Candace frowned thoughtfully. "Might be. I got lots of kinfolk, brothers and cousins and…" She paused. "How old a man was he?" she asked sharply.
"Hankins wasn't sure," Josh said, catching the change in Candace's tone but uncertain as to what it meant.
"Was he around my age or older or… younger?" Candace asked, her voice strange in the darkness.
"I really don't know. Is anything wrong?" he asked with growing concern.
"Wrong?" she said distractedly. "No, nothing's wrong." Then she smiled, her teeth a white slash in her dark face, but Josh knew the smile was forced. "Well, if he's kin of mine, I reckon he'll show up here sooner or later. Good night, Mr. Josh."
Josh frowned as he watched her hurry away. When Hankins first told him about the stranger, Josh had been certain the man could not possibly mean Candace any harm. He knew Candace could not have an enemy in the world. But for the first time in his life Josh considered the fact that he knew very little about Candace's past, a past that might possibly include someone of whom she would be afraid. But Candace was not afraid, not exactly. Her emotion had been something different, something he could not quite identify. He stood there in the dark, puzzling over it for a long time and trying not to look up at Felicity's darkened window.
"How long will you be gone?"
Asa Gordon looked up to where his landlady stood in the open doorway, and smiled. "Don't know exactly. This is a tough case and I might be gone several months," he reported, and returned to his packing. The task would not take long. His few changes of clothing would fit easily into the carpetbag sitting on his bed.
"Should I hold the room for you?" Mrs. Cruthers asked.
She was being professionally polite, in case someone happened to overhear, but Asa heard the petulant undertone in her voice. For the past several months, the buxom widow had been much more than his landlady. Sacrificing the cozy comfort of her bed was his only regret at leaving Philadelphia. But it was a tiny regret. He suspected that Mrs. Cruthers was beginning to imagine wedding bells in their future.
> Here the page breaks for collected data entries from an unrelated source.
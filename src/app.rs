use crate::auth::MagicLinkClient;
use crate::cli::{Cli, Commands, handle_command};
use crate::config::{Config, config_file_path, save_config, save_config_to};
use crate::errors::{AppError, ConfigError};
use crate::storage::open_store;
use crate::traits::{ConfigProvider, DefaultConfigProvider, DefaultMessageHandler, MessageHandler};
use crate::transport::HttpTransport;
use std::path::Path;

/// Main application structure
pub struct Application;

impl Application {
    /// Run one CLI command with default implementations
    pub async fn run(cli: Cli) -> Result<(), AppError> {
        let config_provider = DefaultConfigProvider {
            path: cli.config.clone(),
        };
        Self::run_with_deps(cli, &config_provider, &DefaultMessageHandler).await
    }

    /// Run one CLI command with dependency injection
    pub async fn run_with_deps(
        cli: Cli,
        config_provider: &dyn ConfigProvider,
        message_handler: &dyn MessageHandler,
    ) -> Result<(), AppError> {
        let command = match cli.command {
            Commands::Init { force } => {
                return init_config(cli.config.as_deref(), force, message_handler);
            }
            command => command,
        };

        let mut config = config_provider.load_config()?;
        if let Some(level) = cli.log_level {
            config.logging.level = level;
        }

        // Set up logging first so we can log setup process
        let _guard = crate::logger::setup_logging(&config);

        let store = open_store(&config)?;
        let transport = HttpTransport::new(config.base_url()?)?;
        tracing::debug!("Using auth backend at {}", transport.base_url());
        let client = MagicLinkClient::new(transport, store);

        handle_command(command, &client, message_handler).await
    }
}

/// Writes the default configuration to `path`, or to the standard location
fn init_config(
    path: Option<&Path>,
    force: bool,
    message_handler: &dyn MessageHandler,
) -> Result<(), AppError> {
    let target = path.map(Path::to_path_buf).unwrap_or_else(config_file_path);
    if target.exists() && !force {
        return Err(ConfigError::ValidationError {
            reason: format!(
                "{} already exists, pass --force to overwrite it",
                target.display()
            ),
        }
        .into());
    }

    let config = Config::default();
    match path {
        Some(path) => save_config_to(&config, path)?,
        None => save_config(&config)?,
    }

    message_handler.print(&format!("Wrote default configuration to {}", target.display()));
    Ok(())
}
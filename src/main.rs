use clap::Parser;
use magic_link_client::{Application, Cli};

#[tokio::main]
async fn main() {
    let cli = Cli::parse();

    if let Err(e) = Application::run(cli).await {
        tracing::error!("{}", e);
        eprintln!("Error: {}", e);
        std::process::exit(1);
    }
}
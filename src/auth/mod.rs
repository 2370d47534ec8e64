//! Magic-link authentication client
//!
//! This module exchanges magic-link tokens with the auth backend, persists the
//! resulting credential in a key-value store and attaches it as a bearer
//! token to authenticated calls. The credential is re-read and re-validated
//! from storage on every query; nothing is cached in memory.

mod core;
mod operations;
mod token_management;
mod validation;

pub use core::MagicLinkClient;
pub use validation::{TokenStatus, decode_payload, token_status};

/// Storage key holding the bearer token
pub const TOKEN_KEY: &str = "auth_token";
/// Storage key holding the email the token was issued for
pub const EMAIL_KEY: &str = "auth_email";

#[cfg(test)]
pub(crate) mod test_support {
    use crate::errors::TransportError;
    use crate::transport::{ApiRequest, ApiResponse, Transport};
    use base64::Engine as _;
    use base64::engine::general_purpose::URL_SAFE_NO_PAD;
    use secrecy::ExposeSecret;
    use serde_json::Value;
    use std::collections::VecDeque;
    use std::sync::Mutex;

    /// What the mock saw for one call
    #[derive(Debug, Clone)]
    pub struct RecordedRequest {
        pub method: reqwest::Method,
        pub path: &'static str,
        pub body: Option<Value>,
        pub bearer: Option<String>,
    }

    /// Transport that replays canned responses and records every call
    #[derive(Default)]
    pub struct MockTransport {
        responses: Mutex<VecDeque<Result<ApiResponse, String>>>,
        requests: Mutex<Vec<RecordedRequest>>,
    }

    impl MockTransport {
        pub fn new() -> Self {
            Self::default()
        }

        pub fn respond(self, status: u16, body: Value) -> Self {
            self.respond_raw(status, &body.to_string())
        }

        pub fn respond_raw(self, status: u16, body: &str) -> Self {
            self.responses.lock().unwrap().push_back(Ok(ApiResponse {
                status,
                body: body.to_string(),
            }));
            self
        }

        pub fn fail_with(self, reason: &str) -> Self {
            self.responses
                .lock()
                .unwrap()
                .push_back(Err(reason.to_string()));
            self
        }

        pub fn call_count(&self) -> usize {
            self.requests.lock().unwrap().len()
        }

        pub fn requests(&self) -> Vec<RecordedRequest> {
            self.requests.lock().unwrap().clone()
        }
    }

    impl Transport for MockTransport {
        async fn execute(&self, request: ApiRequest) -> Result<ApiResponse, TransportError> {
            self.requests.lock().unwrap().push(RecordedRequest {
                method: request.method.clone(),
                path: request.path,
                body: request.body.clone(),
                bearer: request.bearer.as_ref().map(|t| t.expose_secret().clone()),
            });

            let next = self.responses.lock().unwrap().pop_front();
            match next {
                Some(Ok(response)) => Ok(response),
                Some(Err(reason)) => Err(TransportError::Unreachable { reason }),
                None => panic!("MockTransport received an unexpected request"),
            }
        }
    }

    /// Builds an unsigned three-segment token around the given claims
    pub fn make_token(claims: Value) -> String {
        let header = URL_SAFE_NO_PAD.encode(r#"{"alg":"HS256","typ":"JWT"}"#);
        let payload = URL_SAFE_NO_PAD.encode(claims.to_string());
        format!("{}.{}.signature", header, payload)
    }

    pub fn now_secs() -> i64 {
        chrono::Utc::now().timestamp()
    }
}
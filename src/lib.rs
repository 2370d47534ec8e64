pub mod app;
pub mod auth;
pub mod cli;
pub mod config;
pub mod errors;
pub mod keyring_store;
pub mod logger;
pub mod models;
pub mod social_login;
pub mod storage;
pub mod traits;
pub mod transport;

pub use app::Application;
pub use auth::MagicLinkClient;
pub use cli::Cli;
pub use config::{Config, load_config};
pub use errors::{AppError, AuthError, ConfigError, StorageError, TransportError};
pub use models::{Credential, MockUser, TokenPayload};
pub use social_login::{Control, LoginView, Region, SocialLoginWidget};
pub use storage::{FileStore, KeyValueStore, MemoryStore};
pub use traits::{ConfigProvider, DefaultConfigProvider, DefaultMessageHandler, MessageHandler};
pub use transport::{ApiRequest, ApiResponse, HttpTransport, Transport};
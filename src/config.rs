use crate::errors::ConfigError;
use serde::{Deserialize, Serialize};
use std::fs;
use std::path::{Path, PathBuf};
use url::Url;

/// 開発用のデフォルトバックエンド
pub const DEFAULT_BASE_URL: &str = "http://localhost:3000";

/// 認証バックエンド設定
#[derive(Debug, Clone, Serialize, Deserialize)]
pub struct BackendConfig {
    /// APIベースURL（空の場合はデフォルト: http://localhost:3000）
    #[serde(default = "default_base_url")]
    pub base_url: String,
}

fn default_base_url() -> String {
    DEFAULT_BASE_URL.to_string()
}

impl Default for BackendConfig {
    fn default() -> Self {
        Self {
            base_url: default_base_url(),
        }
    }
}

/// 認証情報の保存先
#[derive(Debug, Clone, Copy, PartialEq, Eq, Serialize, Deserialize, Default)]
#[serde(rename_all = "lowercase")]
pub enum StorageBackend {
    /// JSONファイル
    #[default]
    File,
    /// OSのキーチェーン（利用できない場合はファイルにフォールバック）
    Keyring,
}

/// ストレージ設定
#[derive(Debug, Clone, Serialize, Deserialize, Default)]
pub struct StorageConfig {
    /// 保存先の種類（省略可、デフォルト: file）
    #[serde(default)]
    pub backend: StorageBackend,

    /// ファイルのパス（省略可、デフォルト: 設定ディレクトリ下の magic-link/storage.json）
    #[serde(default)]
    pub path: Option<String>,
}

/// ログ設定
#[derive(Debug, Clone, Serialize, Deserialize)]
pub struct LoggingConfig {
    /// ログレベル（省略可、デフォルト: info）
    #[serde(default = "default_log_level")]
    pub level: String,

    /// ログファイルのパス（省略時は標準エラー出力）
    #[serde(default)]
    pub file_path: Option<String>,
}

fn default_log_level() -> String {
    "info".to_string()
}

impl Default for LoggingConfig {
    fn default() -> Self {
        Self {
            level: default_log_level(),
            file_path: None,
        }
    }
}

/// メイン設定構造体
#[derive(Debug, Clone, Serialize, Deserialize, Default)]
pub struct Config {
    /// 認証バックエンド設定
    #[serde(default)]
    pub backend: BackendConfig,

    /// ストレージ設定
    #[serde(default)]
    pub storage: StorageConfig,

    /// ログ設定
    #[serde(default)]
    pub logging: LoggingConfig,
}

impl Config {
    /// Parsed backend base URL. An empty setting falls back to the local development server.
    pub fn base_url(&self) -> Result<Url, ConfigError> {
        let raw = self.backend.base_url.trim();
        let raw = if raw.is_empty() { DEFAULT_BASE_URL } else { raw };

        let url = Url::parse(raw).map_err(|e| ConfigError::ValidationError {
            reason: format!("invalid backend.base_url {:?}: {}", raw, e),
        })?;

        if url.cannot_be_a_base() {
            return Err(ConfigError::ValidationError {
                reason: format!("backend.base_url {:?} cannot carry a path", raw),
            });
        }

        Ok(url)
    }

    pub fn storage_backend(&self) -> StorageBackend {
        self.storage.backend
    }

    pub fn storage_path(&self) -> Option<&str> {
        self.storage.path.as_deref()
    }

    pub fn log_level(&self) -> &str {
        &self.logging.level
    }

    pub fn log_file_path(&self) -> &Option<String> {
        &self.logging.file_path
    }
}

/// 設定ファイルのパスを取得
pub fn config_file_path() -> PathBuf {
    let mut path = dirs::config_dir()
        .or_else(|| std::env::current_dir().ok())
        .unwrap_or_else(|| PathBuf::from("."));
    path.push("magic-link");
    path.push("config.toml");
    path
}

/// 設定ファイルを読み込む
pub fn load_config() -> Result<Config, ConfigError> {
    load_config_from(&config_file_path())
}

/// 指定パスの設定ファイルを読み込む（存在しない場合はデフォルト設定）
pub fn load_config_from(path: &Path) -> Result<Config, ConfigError> {
    if !path.exists() {
        return Ok(Config::default());
    }

    let contents = fs::read_to_string(path)?;
    let config: Config = toml::from_str(&contents)?;
    Ok(config)
}

/// 設定ファイルを保存する
pub fn save_config(config: &Config) -> Result<(), ConfigError> {
    save_config_to(config, &config_file_path())
}

pub fn save_config_to(config: &Config, path: &Path) -> Result<(), ConfigError> {
    // 設定ディレクトリが存在しない場合は作成
    if let Some(parent_dir) = path.parent()
        && !parent_dir.as_os_str().is_empty()
        && !parent_dir.exists()
    {
        fs::create_dir_all(parent_dir).map_err(|e| ConfigError::WriteError { source: e })?;
    }

    let contents = toml::to_string_pretty(config)?;
    fs::write(path, contents).map_err(|e| ConfigError::WriteError { source: e })?;
    Ok(())
}
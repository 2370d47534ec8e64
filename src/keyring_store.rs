use crate::errors::StorageError;
use crate::storage::{FileStore, KeyValueStore};
use keyring::Entry;

const KEYRING_SERVICE: &str = "magic-link";

/// Key-value store backed by the OS keychain, one entry per key.
///
/// Falls back to a JSON file when the keychain is unavailable or an
/// operation on it fails.
#[derive(Debug)]
pub struct KeyringStore {
    service: String,
    keyring_available: bool,
    fallback: FileStore,
}

impl KeyringStore {
    pub fn new(fallback: FileStore) -> Self {
        Self::with_service(KEYRING_SERVICE, fallback)
    }

    pub fn with_service(service: &str, fallback: FileStore) -> Self {
        // Probe the keychain once so an unavailable backend is reported a single time
        let keyring_available = match Entry::new(service, "probe") {
            Ok(_) => true,
            Err(e) => {
                tracing::warn!(
                    "Keyring is not available on this system ({}), will use file-based storage.",
                    e
                );
                false
            }
        };

        KeyringStore {
            service: service.to_string(),
            keyring_available,
            fallback,
        }
    }

    fn entry(&self, key: &str) -> Option<Entry> {
        if !self.keyring_available {
            return None;
        }
        match Entry::new(&self.service, key) {
            Ok(entry) => Some(entry),
            Err(e) => {
                tracing::warn!("Failed to open keyring entry for {}: {:?}", key, e);
                None
            }
        }
    }

    fn load_from_keyring(entry: &Entry) -> Result<Option<String>, StorageError> {
        match entry.get_password() {
            Ok(value) => Ok(Some(value)),
            Err(keyring::Error::NoEntry) => Ok(None),
            Err(e) => Err(e.into()),
        }
    }

    /// A missing entry counts as deleted. A failed delete is returned while
    /// the keychain can still hand the value back to `get`.
    fn delete_from_keyring(entry: &Entry, key: &str) -> Result<(), StorageError> {
        match entry.delete_password() {
            Ok(()) => {
                tracing::debug!("Deleted {} from keyring", key);
                Ok(())
            }
            Err(keyring::Error::NoEntry) => {
                tracing::debug!("No {} entry found in keyring to delete", key);
                Ok(())
            }
            Err(e) => match entry.get_password() {
                Ok(_) => {
                    tracing::warn!("Failed to delete {} from keyring: {:?}", key, e);
                    Err(e.into())
                }
                Err(_) => {
                    tracing::warn!(
                        "Failed to delete {} from keyring ({:?}), but it is not readable there",
                        key,
                        e
                    );
                    Ok(())
                }
            },
        }
    }
}

impl KeyValueStore for KeyringStore {
    fn get(&self, key: &str) -> Result<Option<String>, StorageError> {
        // Try keyring first
        if let Some(entry) = self.entry(key) {
            match Self::load_from_keyring(&entry) {
                Ok(Some(value)) => {
                    tracing::debug!("Loaded {} from keyring", key);
                    return Ok(Some(value));
                }
                Ok(None) => {
                    tracing::debug!("No {} in keyring, checking file storage", key);
                }
                Err(e) => {
                    tracing::warn!(
                        "Failed to load {} from keyring: {:?}. Checking file storage.",
                        key,
                        e
                    );
                }
            }
        }

        let value = self.fallback.get(key)?;

        // Migrate file entries into the keyring when it is usable
        if let Some(ref value) = value
            && let Some(entry) = self.entry(key)
        {
            match entry.set_password(value) {
                Ok(()) => {
                    if let Err(e) = self.fallback.remove(key) {
                        tracing::warn!("Failed to drop migrated {} from file: {:?}", key, e);
                    }
                }
                Err(e) => tracing::warn!("Failed to migrate {} to keyring: {:?}", key, e),
            }
        }

        Ok(value)
    }

    fn set(&self, key: &str, value: &str) -> Result<(), StorageError> {
        if let Some(entry) = self.entry(key) {
            match entry.set_password(value) {
                Ok(()) => {
                    tracing::debug!("Saved {} to keyring", key);
                    // Drop any older file copy
                    self.fallback.remove(key)?;
                    return Ok(());
                }
                Err(e) => {
                    tracing::warn!(
                        "Failed to save {} to keyring: {:?}. Trying fallback storage.",
                        key,
                        e
                    );
                }
            }
        }

        self.fallback.set(key, value)
    }

    fn remove(&self, key: &str) -> Result<(), StorageError> {
        // File copy first, so only the keychain can still hold the value
        self.fallback.remove(key)?;

        match self.entry(key) {
            Some(entry) => Self::delete_from_keyring(&entry, key),
            None => Ok(()),
        }
    }
}
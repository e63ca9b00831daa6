//! Console output helpers shared by the subcommands.

use colored::{ColoredString, Colorize};

const RULE_WIDTH: usize = 60;

/// Disable ANSI colors for the rest of the process.
pub fn disable_color() {
    colored::control::set_override(false);
}

/// Render a titled block with a left gutter. Lines are printed as given.
pub fn panel_text(title: &str, lines: &[String]) -> String {
    let head = format!("╭─ {} ", title);
    let fill = RULE_WIDTH.saturating_sub(head.chars().count());
    let mut out = format!("{}{}\n", head, "─".repeat(fill));
    for line in lines {
        if line.is_empty() {
            out.push_str("│\n");
        } else {
            out.push_str(&format!("│ {}\n", line));
        }
    }
    out.push_str(&format!("╰{}", "─".repeat(RULE_WIDTH - 1)));
    out
}

pub fn panel(title: &str, lines: &[String]) {
    println!("{}", panel_text(title, lines));
}

pub fn heading(text: &str) -> ColoredString {
    text.bold().cyan()
}

pub fn ok(message: &str) {
    println!("  {} {}", "✓".green(), message);
}

pub fn step(message: &str) {
    println!("\n{}", message.bold());
}

pub fn warn(message: &str) {
    println!("{}", message.yellow());
}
Better to make the break a clean one.
"I reckon you can let the room go to someone else, since I don't know when I'll get back," he said, allowing just the proper note of apology to tinge his voice.
He had not expected a tearful scene, but he was equally surprised by her cold hauteur. "I should have figured as much from the likes of you," she sniffed, turning on her heel and stalking angrily away.
Asa paused in his packing, marveling over her reaction. Women, God love them, never ceased to amaze him. With a philosophical shrug, he resumed his chore. There would be other buxom widows. There were plenty of them in Texas.